Оказывается, его ещё в начале века привёз с русско-японской войны дедушка моей любимой тёти. Его портрет с закрученными кверху усами долго удивлял меня вычурной, литой, позеленевшей, бронзовой рамкой. И им играла ещё тётина мама. Что раньше на яблоке был ещё зелёный, блестящий листочек, который моя тётя отгрызла сразу как только у неё прорезались зубки. Фарфоровый листик был не толще настоящего листка. И теперь от него осталась еле заметная вмятина на красном боку. И что когда тетя была совсем маленькой один раз она утопила его в колодце, и нашли его только через год, когда колодец чистили. И тем настойчивей мне хотелось узнать – как же оно устроено? А может там внутри маленький патефончик с крошечными пластинками? Тогда как и кто его каждый раз заводит? И вот наконец решающий день настал!
Я дождался когда матери не будет дома, и достал яблоко из маминого комода. Вот он центр моих искушений и раздумий! Но скоро я узнаю всё! Где молоток отца?
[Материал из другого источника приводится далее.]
//! Suspicion analyzer.
//!
//! Scores the likelihood that a text carries a hidden payload by
//! counting the codepoint classes invisible-text encodings use. This
//! is a heuristic, not a proof: ordinary emoji text legitimately
//! contains variation selectors and will score as suspicious.

use serde::Serialize;

use crate::grapheme;

/// Result of scanning a text for steganographic markers.
#[derive(Debug, Clone, Serialize)]
pub struct Analysis {
    /// True when any reserved codepoint was found.
    pub suspicious: bool,
    /// `min(total / 10, 1.0)` - saturates at ten findings.
    pub confidence: f64,
    /// Zero-width characters (U+200B..U+200D, U+FEFF).
    pub zero_width: usize,
    /// Variation selectors (U+FE00..U+FE0F).
    pub variation_selectors: usize,
    /// Tag block codepoints (U+E0000..U+E007F).
    pub tag_block: usize,
    /// Sum of all counted classes.
    pub total: usize,
    /// Grapheme count of the text with counted codepoints removed.
    pub visible_len: usize,
}

fn is_zero_width(c: char) -> bool {
    matches!(c, '\u{200B}'..='\u{200D}' | '\u{FEFF}')
}

fn is_variation_selector(c: char) -> bool {
    matches!(c, '\u{FE00}'..='\u{FE0F}')
}

fn is_tag_block(c: char) -> bool {
    matches!(c, '\u{E0000}'..='\u{E007F}')
}

/// Scans `text` and counts each reserved codepoint class.
pub fn analyze(text: &str) -> Analysis {
    let mut zero_width = 0;
    let mut variation_selectors = 0;
    let mut tag_block = 0;

    for c in text.chars() {
        if is_zero_width(c) {
            zero_width += 1;
        } else if is_variation_selector(c) {
            variation_selectors += 1;
        } else if is_tag_block(c) {
            tag_block += 1;
        }
    }

    let total = zero_width + variation_selectors + tag_block;
    let visible: String = text
        .chars()
        .filter(|&c| !is_zero_width(c) && !is_variation_selector(c) && !is_tag_block(c))
        .collect();

    Analysis {
        suspicious: total > 0,
        confidence: (total as f64 / 10.0).min(1.0),
        zero_width,
        variation_selectors,
        tag_block,
        total,
        visible_len: grapheme::count(&visible),
    }
}

#[cfg(test)]
mod tests {
    use super::*;
    use crate::stego;

    #[test]
    fn test_clean_text_not_suspicious() {
        let result = analyze("perfectly ordinary text");
        assert!(!result.suspicious);
        assert_eq!(result.total, 0);
        assert_eq!(result.confidence, 0.0);
    }

    #[test]
    fn test_detects_stego_output() {
        let encoded = stego::hide("secret", "cover").unwrap();
        let result = analyze(&encoded);
        assert!(result.suspicious);
        assert_eq!(result.variation_selectors, 48);
        assert_eq!(result.confidence, 1.0);
        assert_eq!(result.visible_len, 5);
    }

    #[test]
    fn test_counts_each_class() {
        let text = "a\u{200B}b\u{FE0F}c\u{E0041}";
        let result = analyze(text);
        assert_eq!(result.zero_width, 1);
        assert_eq!(result.variation_selectors, 1);
        assert_eq!(result.tag_block, 1);
        assert_eq!(result.total, 3);
        assert_eq!(result.visible_len, 3);
    }

    #[test]
    fn test_confidence_scales_and_saturates() {
        let five = "\u{200B}".repeat(5);
        assert_eq!(analyze(&five).confidence, 0.5);
        let twenty = "\u{200B}".repeat(20);
        assert_eq!(analyze(&twenty).confidence, 1.0);
    }

    #[test]
    fn test_appending_marker_never_decreases_total() {
        let base = "some text \u{FE0F}";
        let before = analyze(base).total;
        for marker in ['\u{200B}', '\u{FE0E}', '\u{E0001}'] {
            let extended = format!("{}{}", base, marker);
            assert!(analyze(&extended).total > before - 1);
            assert_eq!(analyze(&extended).total, before + 1);
        }
    }
}
//! The bit-embedding channel.
//!
//! This module hides a message inside carrier text using two reserved
//! non-rendering codepoints: VS15 (U+FE0E) carries a 0 bit, VS16
//! (U+FE0F) carries a 1 bit. The message's UTF-8 bytes become a
//! bitstream (MSB-first within each byte) and one marker per bit is
//! appended to the carrier. The carrier itself is opaque to the
//! channel: it is never inspected or rewritten, and stripping both
//! markers from the output yields the original carrier exactly.
//!
//! Extraction tolerates markers anywhere in the text, not only as a
//! trailing run, so a carrier that gets edited after encoding still
//! yields whatever bits survive.

use thiserror::Error;

/// Marker codepoint for a 0 bit (variation selector 15).
pub const BIT_ZERO: char = '\u{FE0E}';

/// Marker codepoint for a 1 bit (variation selector 16).
pub const BIT_ONE: char = '\u{FE0F}';

/// Caller errors for the embedding channel.
#[derive(Error, Debug, Clone, PartialEq, Eq)]
pub enum StegoError {
    #[error("Message is required")]
    EmptyMessage,

    #[error("Carrier text is required")]
    EmptyCarrier,
}

/// Converts bytes to a bitstream, most significant bit first.
fn to_bits(bytes: &[u8]) -> Vec<bool> {
    let mut bits = Vec::with_capacity(bytes.len() * 8);
    for &byte in bytes {
        for shift in (0..8).rev() {
            bits.push((byte >> shift) & 1 == 1);
        }
    }
    bits
}

/// Groups a bitstream back into bytes, MSB-first. A trailing group of
/// fewer than 8 bits is discarded.
fn to_bytes(bits: &[bool]) -> Vec<u8> {
    bits.chunks_exact(8)
        .map(|group| {
            group
                .iter()
                .fold(0u8, |acc, &bit| (acc << 1) | u8::from(bit))
        })
        .collect()
}

/// Hides `message` inside `carrier` by appending one invisible marker
/// per message bit.
///
/// The visible rendering of the result equals `carrier`: both markers
/// are non-rendering codepoints.
pub fn hide(message: &str, carrier: &str) -> Result<String, StegoError> {
    if message.is_empty() {
        return Err(StegoError::EmptyMessage);
    }
    if carrier.is_empty() {
        return Err(StegoError::EmptyCarrier);
    }

    let bits = to_bits(message.as_bytes());
    let mut out = String::with_capacity(carrier.len() + bits.len() * 3);
    out.push_str(carrier);
    for bit in bits {
        out.push(if bit { BIT_ONE } else { BIT_ZERO });
    }
    Ok(out)
}

/// Extracts a hidden message from `carrier`.
///
/// Scans for the two reserved markers anywhere in the text, in order
/// of appearance, ignoring everything else. A carrier with no markers
/// yields an empty message, not an error. Byte runs that are not valid
/// UTF-8 decode lossily with U+FFFD per invalid unit.
pub fn reveal(carrier: &str) -> Result<String, StegoError> {
    if carrier.is_empty() {
        return Err(StegoError::EmptyCarrier);
    }

    let bits: Vec<bool> = carrier
        .chars()
        .filter_map(|c| match c {
            BIT_ZERO => Some(false),
            BIT_ONE => Some(true),
            _ => None,
        })
        .collect();

    Ok(String::from_utf8_lossy(&to_bytes(&bits)).into_owned())
}

/// Removes both marker codepoints, recovering the visible text.
pub fn strip_markers(text: &str) -> String {
    text.chars().filter(|&c| c != BIT_ZERO && c != BIT_ONE).collect()
}

/// Number of marker codepoints `hide` would append for this message.
pub fn marker_count(message: &str) -> usize {
    message.len() * 8
}
//! Veiltext - hide messages in plain sight
//!
//! CLI front end for the veiltext core: steganographic hide/reveal,
//! the transform registry, the suspicion analyzer and the per-word
//! scrambler. The CLI is a thin wrapper - all contracts live in the
//! library.

use anyhow::{bail, Context, Result};
use clap::{Parser, Subcommand};
use std::io::{self, Read};

use veiltext::transform::ciphers;
use veiltext::transform::TransformRegistry;
use veiltext::{analyze, randomize, stego};

/// Veiltext - hide messages in plain sight
///
/// Unicode steganography, a registry of reversible text transforms,
/// and a randomizer that scrambles every word differently.
#[derive(Parser)]
#[command(name = "veiltext")]
#[command(version)]
#[command(about = "Hide messages in plain sight - Unicode steganography and text transforms")]
struct Cli {
    #[command(subcommand)]
    command: Commands,
}

#[derive(Subcommand)]
enum Commands {
    /// Hide a message inside carrier text using invisible codepoints
    ///
    /// The output renders exactly like the carrier; the message rides
    /// along as non-rendering variation selectors appended to it.
    Hide {
        /// Message to hide (reads from stdin if not provided)
        #[arg(short, long)]
        message: Option<String>,

        /// Visible carrier text
        #[arg(short, long)]
        carrier: String,

        /// Verbose output (shows payload size)
        #[arg(short, long)]
        verbose: bool,
    },

    /// Reveal a message hidden in carrier text
    ///
    /// Text without any hidden payload reveals an empty message - that
    /// is not an error.
    Reveal {
        /// Text to scan (reads from stdin if not provided)
        text: Option<String>,
    },

    /// Apply a registered transform to text
    Transform {
        /// Transform id (see `veiltext list`)
        id: Option<String>,

        /// Text to transform (reads from stdin if not provided)
        #[arg(short, long)]
        text: Option<String>,

        /// Decode instead of encode (the transform must be reversible)
        #[arg(short, long)]
        decode: bool,

        /// Try every reversible transform against the input and print
        /// all candidate decodings
        #[arg(long, conflicts_with_all = ["id", "decode"])]
        try_all: bool,

        /// Override the shift for the caesar transform
        #[arg(long)]
        shift: Option<u32>,

        /// Override the key for the vigenere and xor transforms
        #[arg(long)]
        key: Option<String>,

        /// Override the rail count for the rail-fence transform
        #[arg(long)]
        rails: Option<usize>,
    },

    /// Score a text for likely hidden payloads
    ///
    /// Counts zero-width characters, variation selectors and tag-block
    /// codepoints. Heuristic: emoji text will trip it legitimately.
    Analyze {
        /// Text to analyze (reads from stdin if not provided)
        text: Option<String>,

        /// Emit the full analysis as JSON
        #[arg(long)]
        json: bool,
    },

    /// Scramble a sentence with a different transform per word
    ///
    /// NOTE: scrambling is only best-effort reversible, and only with
    /// the map printed by --show-map from the same invocation. The
    /// output text alone cannot be decoded.
    Scramble {
        /// Text to scramble (reads from stdin if not provided)
        text: Option<String>,

        /// Minimum number of transforms to mix
        #[arg(long, default_value = "2")]
        min: usize,

        /// Maximum number of transforms to mix
        #[arg(long, default_value = "5")]
        max: usize,

        /// Allow the same transform to be picked more than once
        #[arg(long)]
        allow_repeats: bool,

        /// Seed for reproducible scrambles
        #[arg(long)]
        seed: Option<u64>,

        /// Print the word-to-transform map as JSON on stderr
        #[arg(long)]
        show_map: bool,
    },

    /// List registered transforms
    List {
        /// Only show transforms usable by the scrambler
        #[arg(long)]
        randomizable: bool,

        /// Sample text for the preview column
        #[arg(long, default_value = "Hello")]
        sample: String,
    },
}

fn main() -> Result<()> {
    let cli = Cli::parse();
    let registry = TransformRegistry::standard();

    match cli.command {
        Commands::Hide {
            message,
            carrier,
            verbose,
        } => {
            let message = read_text(message, "message")?;
            let encoded = stego::hide(&message, &carrier)?;
            println!("{}", encoded);
            if verbose {
                eprintln!(
                    "Appended {} invisible markers ({} payload bytes)",
                    stego::marker_count(&message),
                    message.len()
                );
            }
        }

        Commands::Reveal { text } => {
            let text = read_text(text, "text")?;
            let message = stego::reveal(&text)?;
            println!("{}", message);
        }

        Commands::Transform {
            id,
            text,
            decode,
            try_all,
            shift,
            key,
            rails,
        } => {
            let text = read_text(text, "text")?;

            if try_all {
                let candidates = registry.try_all_decodes(&text);
                if candidates.is_empty() {
                    eprintln!("No transform produced a different decoding");
                }
                for candidate in candidates {
                    println!("{:<16} {}", candidate.transform_id, candidate.decoded);
                }
                return Ok(());
            }

            let Some(id) = id else {
                bail!("Transform id is required (or use --try-all)");
            };

            let output = apply_transform(&registry, &id, &text, decode, shift, key.as_deref(), rails)?;
            println!("{}", output);
        }

        Commands::Analyze { text, json } => {
            let text = read_text(text, "text")?;
            let result = analyze::analyze(&text);
            if json {
                println!("{}", serde_json::to_string_pretty(&result)?);
            } else {
                println!(
                    "suspicious: {} (confidence {:.1})",
                    result.suspicious, result.confidence
                );
                println!("  zero-width:          {}", result.zero_width);
                println!("  variation selectors: {}", result.variation_selectors);
                println!("  tag block:           {}", result.tag_block);
                println!("  visible length:      {}", result.visible_len);
            }
        }

        Commands::Scramble {
            text,
            min,
            max,
            allow_repeats,
            seed,
            show_map,
        } => {
            let text = read_text(text, "text")?;
            let options = randomize::RandomizeOptions {
                min_transforms: min,
                max_transforms: max,
                allow_repeats,
            };

            let scrambled = match seed {
                Some(seed) => randomize::randomize_seeded(&registry, &text, &options, seed),
                None => randomize::randomize(&registry, &text, &options),
            };

            println!("{}", scrambled.result);
            if show_map {
                eprintln!("{}", serde_json::to_string_pretty(&scrambled.record)?);
            }
        }

        Commands::List {
            randomizable,
            sample,
        } => {
            for transform in registry.iter() {
                if randomizable && !transform.is_randomizable() {
                    continue;
                }
                let mut flags = Vec::new();
                if transform.is_reversible() {
                    flags.push("reversible");
                }
                if transform.is_randomizable() {
                    flags.push("randomizable");
                }
                println!(
                    "{:<18} {:<24} [{}] {}",
                    transform.id(),
                    transform.display_name(),
                    flags.join(", "),
                    transform.preview(&sample)
                );
            }
        }
    }

    Ok(())
}

/// Returns the provided text, or reads it from stdin.
fn read_text(arg: Option<String>, what: &str) -> Result<String> {
    match arg {
        Some(text) => Ok(text),
        None => {
            eprintln!("Reading {} from stdin (Ctrl+D to finish):", what);
            let mut buffer = String::new();
            io::stdin()
                .read_to_string(&mut buffer)
                .with_context(|| format!("Failed to read {} from stdin", what))?;
            Ok(buffer.trim_end_matches('\n').to_string())
        }
    }
}

/// Applies a transform, honoring explicit parameter overrides for the
/// parameterized ciphers. Overrides call the parameter-taking free
/// functions directly; everything else goes through the registry.
fn apply_transform(
    registry: &TransformRegistry,
    id: &str,
    text: &str,
    decode: bool,
    shift: Option<u32>,
    key: Option<&str>,
    rails: Option<usize>,
) -> Result<String> {
    if let Some(shift) = shift {
        if id != "caesar" {
            bail!("--shift only applies to the caesar transform");
        }
        return Ok(if decode {
            ciphers::shift_letters(text, 26 - shift % 26)
        } else {
            ciphers::shift_letters(text, shift)
        });
    }

    if let Some(key) = key {
        return match id {
            "vigenere" if decode => Ok(ciphers::vigenere_decrypt(text, key)),
            "vigenere" => Ok(ciphers::vigenere_encrypt(text, key)),
            "xor" if decode => Ok(ciphers::xor_decrypt(text, key)),
            "xor" => Ok(ciphers::xor_encrypt(text, key)),
            _ => bail!("--key only applies to the vigenere and xor transforms"),
        };
    }

    if let Some(rails) = rails {
        if !id.starts_with("rail-fence") {
            bail!("--rails only applies to the rail-fence transforms");
        }
        return Ok(if decode {
            ciphers::rail_fence_decode(text, rails)
        } else {
            ciphers::rail_fence_encode(text, rails)
        });
    }

    let output = if decode {
        registry.decode_with(id, text)?
    } else {
        registry.encode_with(id, text)?
    };
    Ok(output)
}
С первого раза оно почему-то не разбилось. Только далеко укатилось по утоптанной земле двора, переливаясь многоцветными боками. Словно не желая выдавать тщательно хранимую тайну, старалось убежать, спрятаться от несмышленого, маленького варвара. Но во мне уже пробудилась древняя жажда познания, и не менее древняя жажда разрушения, я не мог остановиться. Сдалось оно только после четвёртого или пятого удара. Надрывно дзинькнуло, и раскололось на четыре части.
Моё разочарование накрыло меня с ног до неровно стриженной макушки, как пыль накрывает придорожную полынь. Я отбросил тяжеленный молоток и нагнулся пониже. Внутри яблока ничего не было – ни маленьких скрипочек, ни крошечных пластинок, ни даже колесиков с пружинками, только небольшой, обкатанный до зеркального блеска, бронзовый шарик. Я был горько обижен и обманут. Яблоко внутри было пустым и идеально круглым. Всю прекрасную музыку создавал шарик, катающийся по гладким стенкам яблока. Прости меня любимая тётя, прости меня мамочка, но как же я был разочарован в предчувствии маминых вопросов, на которые у меня не было ни одного ответа, сулящего мне благоприятный исход. Накрапывал тёплый дождик, ласковый и светлый как улыбка моей любимой тети.
А осколки я зарыл у бабушки в саду, под густым, колючим крыжовником, возле бани, с тайной, детской надеждой, что может быть оно когда нибудь прорастёт. Моё прекрасное, фарфоровое, поющее яблоко.